FlyDSL (Flexible Layout Python DSL) is a Python DSL and MLIR compiler stack for authoring high-performance AMD GPU kernels with explicit layout algebra, tiling, copy atoms, and MMA atoms. The stack targets ROCm/HIP through the Fly and FlyROCDL dialects, lowering to ROCDL/HSACO.
These guidelines reduce common LLM coding mistakes. They bias toward caution over speed; use judgment for trivial tasks.

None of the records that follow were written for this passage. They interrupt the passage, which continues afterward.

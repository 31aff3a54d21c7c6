//! Class name normalization and path derivation.
//!
//! Class names arrive in either dotted (`org.example.Foo`) or internal
//! slash form (`org/example/Foo`); all maps in this crate key on the
//! slash form.

/// Normalizes a class name to its internal slash form.
pub fn normalize(class_name: &str) -> String {
    class_name.replace('.', "/")
}

/// Derives the package-relative file path for a class, e.g.
/// `org/example/Foo` -> `org/example/Foo.class`.
pub fn class_file_path(class_name: &str) -> String {
    format!("{}.class", normalize(class_name))
}

/// Returns the package directory of a normalized class name, or `""`
/// for the default package.
pub fn package_path(normalized: &str) -> &str {
    match normalized.rsplit_once('/') {
        Some((package, _)) => package,
        None => "",
    }
}
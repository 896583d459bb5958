//! Catalog store: the persistence contract for lending state
//!
//! The store owns the atomicity of borrow/return transitions. Everything
//! above it (service, handlers) treats it as an opaque transactional
//! interface; everything below it (Postgres, the in-memory backend) must
//! honor the same contract: for any book, at most one open borrow record
//! exists at any instant, under concurrent callers.

pub mod memory;
pub mod postgres;

use async_trait::async_trait;
use thiserror::Error;

#[cfg(test)]
use mockall::automock;

use crate::models::{Book, BookView, NewBook};

/// Store-level failure, distinct from domain outcomes. Never swallowed;
/// fatal for the request that hit it.
#[derive(Debug, Error)]
pub enum StoreError {
    #[error("database error: {0}")]
    Database(#[from] sqlx::Error),
}

/// Outcome of an atomic borrow transition.
#[derive(Debug, Clone, Copy, PartialEq, Eq)]
pub enum BorrowOutcome {
    /// A new open borrow record was created.
    Borrowed,
    /// An open record already existed; no second one was created.
    AlreadyBorrowed,
    /// No book with that id exists.
    BookMissing,
}

/// Outcome of an atomic return transition.
#[derive(Debug, Clone, Copy, PartialEq, Eq)]
pub enum ReturnOutcome {
    /// The unique open record was closed.
    Returned,
    /// No open record existed; nothing was changed.
    NotCurrentlyBorrowed,
    /// No book with that id exists.
    BookMissing,
}

/// Persistence contract for the lending catalog.
///
/// `try_borrow` and `try_return` perform the availability check and the
/// state change as one indivisible operation; callers must never split the
/// check and the write across two calls.
#[cfg_attr(test, automock)]
#[async_trait]
pub trait CatalogStore: Send + Sync {
    /// Insert a book. Only the seeding path creates books.
    async fn add_book(&self, book: &NewBook) -> Result<Book, StoreError>;

    /// Read-only lookup by id.
    async fn find_book(&self, id: i32) -> Result<Option<Book>, StoreError>;

    /// All books with their borrow status, ordered by id ascending.
    async fn list_books(&self) -> Result<Vec<BookView>, StoreError>;

    /// One book with its borrow status.
    async fn find_book_view(&self, id: i32) -> Result<Option<BookView>, StoreError>;

    /// Atomically create an open borrow record for the book, provided none
    /// exists. Concurrent callers observe exactly one `Borrowed`.
    async fn try_borrow(&self, book_id: i32) -> Result<BorrowOutcome, StoreError>;

    /// Atomically close the open borrow record for the book, provided one
    /// exists. Concurrent callers observe exactly one `Returned`.
    async fn try_return(&self, book_id: i32) -> Result<ReturnOutcome, StoreError>;
}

- Do not assume silently. State assumptions when they affect the implementation.
- If multiple interpretations exist, present them instead of picking one without explanation.
- If a simpler approach exists, say so and push back when the requested path seems overbuilt.

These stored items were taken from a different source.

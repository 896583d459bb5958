//! API handlers for the Liber REST endpoints

pub mod books;
pub mod health;
pub mod openapi;

use std::sync::Arc;

use axum::{
    extract::Request,
    http::{Method, StatusCode},
    response::{IntoResponse, Response},
    Json,
};
use serde::Serialize;
use tower_http::{
    cors::{Any, CorsLayer},
    trace::TraceLayer,
};
use utoipa::ToSchema;

use crate::{
    router::{Params, Router},
    AppState,
};

/// Success envelope wrapping every payload
#[derive(Serialize, ToSchema)]
pub struct ApiEnvelope<T>
where
    T: for<'a> ToSchema<'a>,
{
    pub data: T,
    pub status: u16,
}

/// Wrap a payload in the 200 success envelope.
pub(crate) fn envelope<T>(data: T) -> Response
where
    T: Serialize + for<'a> ToSchema<'a>,
{
    (
        StatusCode::OK,
        Json(ApiEnvelope { data, status: 200 }),
    )
        .into_response()
}

/// The dispatch table for all resource endpoints.
pub fn routes() -> Router {
    Router::new()
        .route(Method::GET, "/health", health::health_check)
        .route(Method::GET, "/books", books::list_books)
        .route(Method::GET, "/books/{id}", books::get_book)
        .route(Method::POST, "/books/{id}/borrow", books::borrow_book)
        .route(Method::POST, "/books/{id}/return", books::return_book)
}

/// Build the application: swagger-ui routes, the resource router mounted as
/// the fallback service, and the middleware stack around both.
pub fn create_app(state: AppState) -> axum::Router {
    // CORS configuration
    let cors = CorsLayer::new()
        .allow_origin(Any)
        .allow_methods(Any)
        .allow_headers(Any);

    let router = Arc::new(routes());

    let dispatch = move |req: Request| {
        let router = router.clone();
        let state = state.clone();
        async move {
            let method = req.method().clone();
            let path = req.uri().path().to_owned();
            router.dispatch(state, &method, &path).await
        }
    };

    axum::Router::new()
        .merge(openapi::create_openapi_router())
        .fallback(dispatch)
        .layer(TraceLayer::new_for_http())
        .layer(cors)
}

- If something is unclear, stop, name the confusion, and ask.
- Write the minimum code that solves the requested problem.
- Do not add features, abstractions, configurability, or fallback behavior that was not requested.
- Avoid abstractions for single-use code. If a solution grows far larger than necessary, simplify it.
- Prefer invariants and direct control flow over speculative defensive code.
- Touch only what the task requires. Do not refactor or reformat adjacent code opportunistically.
- Match existing style even when a different style might be preferable.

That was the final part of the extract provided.